Content starts

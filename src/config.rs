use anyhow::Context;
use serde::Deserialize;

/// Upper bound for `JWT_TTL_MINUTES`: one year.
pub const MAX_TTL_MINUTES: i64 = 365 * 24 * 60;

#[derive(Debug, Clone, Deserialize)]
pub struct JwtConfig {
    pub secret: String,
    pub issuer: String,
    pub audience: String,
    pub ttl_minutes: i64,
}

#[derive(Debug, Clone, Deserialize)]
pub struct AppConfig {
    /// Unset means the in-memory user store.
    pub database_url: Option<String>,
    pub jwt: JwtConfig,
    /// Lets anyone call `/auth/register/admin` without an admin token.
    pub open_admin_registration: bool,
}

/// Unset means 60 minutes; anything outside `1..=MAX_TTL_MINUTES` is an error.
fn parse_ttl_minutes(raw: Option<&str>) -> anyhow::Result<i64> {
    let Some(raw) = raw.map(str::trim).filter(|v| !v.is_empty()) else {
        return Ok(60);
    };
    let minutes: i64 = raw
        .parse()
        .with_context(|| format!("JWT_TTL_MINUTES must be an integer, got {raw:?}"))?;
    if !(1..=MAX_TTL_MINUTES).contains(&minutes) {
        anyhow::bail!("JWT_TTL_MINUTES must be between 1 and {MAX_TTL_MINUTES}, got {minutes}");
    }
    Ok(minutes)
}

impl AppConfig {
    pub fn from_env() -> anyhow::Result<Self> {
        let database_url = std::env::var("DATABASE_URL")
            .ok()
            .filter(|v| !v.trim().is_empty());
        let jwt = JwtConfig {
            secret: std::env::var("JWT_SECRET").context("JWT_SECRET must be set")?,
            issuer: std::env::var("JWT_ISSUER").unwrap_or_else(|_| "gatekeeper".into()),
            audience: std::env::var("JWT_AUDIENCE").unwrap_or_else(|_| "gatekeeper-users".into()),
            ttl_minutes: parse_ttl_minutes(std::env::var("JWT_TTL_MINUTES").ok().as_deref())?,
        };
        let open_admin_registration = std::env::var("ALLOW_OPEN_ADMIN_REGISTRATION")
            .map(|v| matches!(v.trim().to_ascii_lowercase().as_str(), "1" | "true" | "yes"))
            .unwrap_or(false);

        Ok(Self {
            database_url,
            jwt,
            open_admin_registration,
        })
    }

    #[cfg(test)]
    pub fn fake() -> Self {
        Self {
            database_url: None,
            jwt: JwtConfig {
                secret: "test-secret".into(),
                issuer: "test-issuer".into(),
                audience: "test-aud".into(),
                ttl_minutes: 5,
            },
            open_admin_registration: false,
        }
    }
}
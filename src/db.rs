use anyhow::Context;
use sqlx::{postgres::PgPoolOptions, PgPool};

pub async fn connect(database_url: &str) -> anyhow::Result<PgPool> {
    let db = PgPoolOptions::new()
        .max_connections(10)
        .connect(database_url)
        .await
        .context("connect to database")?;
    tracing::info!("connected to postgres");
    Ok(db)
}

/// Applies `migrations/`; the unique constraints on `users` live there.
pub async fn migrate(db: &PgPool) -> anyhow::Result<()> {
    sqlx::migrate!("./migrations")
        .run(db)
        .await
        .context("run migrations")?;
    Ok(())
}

Content ends
Content starts

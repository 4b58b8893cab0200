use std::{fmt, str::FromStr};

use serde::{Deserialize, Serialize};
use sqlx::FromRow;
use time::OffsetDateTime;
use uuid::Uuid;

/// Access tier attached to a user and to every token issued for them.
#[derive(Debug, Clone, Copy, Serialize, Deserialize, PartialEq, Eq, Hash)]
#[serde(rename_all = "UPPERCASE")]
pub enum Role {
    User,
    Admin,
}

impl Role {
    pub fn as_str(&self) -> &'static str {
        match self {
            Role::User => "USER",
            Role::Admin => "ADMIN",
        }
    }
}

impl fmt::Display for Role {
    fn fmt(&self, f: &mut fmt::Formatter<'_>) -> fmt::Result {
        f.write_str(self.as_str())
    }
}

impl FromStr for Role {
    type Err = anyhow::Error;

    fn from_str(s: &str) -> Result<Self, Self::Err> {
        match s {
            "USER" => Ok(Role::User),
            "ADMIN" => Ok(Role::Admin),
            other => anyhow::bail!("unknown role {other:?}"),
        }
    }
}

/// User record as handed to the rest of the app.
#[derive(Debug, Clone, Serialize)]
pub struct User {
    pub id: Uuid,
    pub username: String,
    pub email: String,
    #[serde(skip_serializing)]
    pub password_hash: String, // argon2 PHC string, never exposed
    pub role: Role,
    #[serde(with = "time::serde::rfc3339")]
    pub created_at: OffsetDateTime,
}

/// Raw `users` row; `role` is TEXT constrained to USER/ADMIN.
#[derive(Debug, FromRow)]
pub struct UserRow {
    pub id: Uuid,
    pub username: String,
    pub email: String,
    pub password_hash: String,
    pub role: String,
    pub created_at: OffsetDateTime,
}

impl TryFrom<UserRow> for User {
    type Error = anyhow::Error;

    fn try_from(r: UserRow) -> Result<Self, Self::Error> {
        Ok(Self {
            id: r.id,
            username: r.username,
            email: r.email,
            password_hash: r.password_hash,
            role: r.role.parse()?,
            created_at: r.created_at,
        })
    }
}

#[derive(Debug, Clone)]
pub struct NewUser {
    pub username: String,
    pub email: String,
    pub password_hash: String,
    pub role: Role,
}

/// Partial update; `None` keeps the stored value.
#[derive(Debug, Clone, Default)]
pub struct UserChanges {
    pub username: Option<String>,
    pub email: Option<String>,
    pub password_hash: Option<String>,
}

Content ends

- _What you have to do_:
Looking at the data above, return every line from the one with "filename src/config.rs" down to the one with "pub struct AppConfig", exactly and inclusively.

- _Result_:
filename src/config.rs
use anyhow::Context;
use serde::Deserialize;

/// Upper bound for `JWT_TTL_MINUTES`: one year.
pub const MAX_TTL_MINUTES: i64 = 365 * 24 * 60;

#[derive(Debug, Clone, Deserialize)]
pub struct JwtConfig {
    pub secret: String,
    pub issuer: String,
    pub audience: String,
    pub ttl_minutes: i64,
}

#[derive(Debug, Clone, Deserialize)]
pub struct AppConfig {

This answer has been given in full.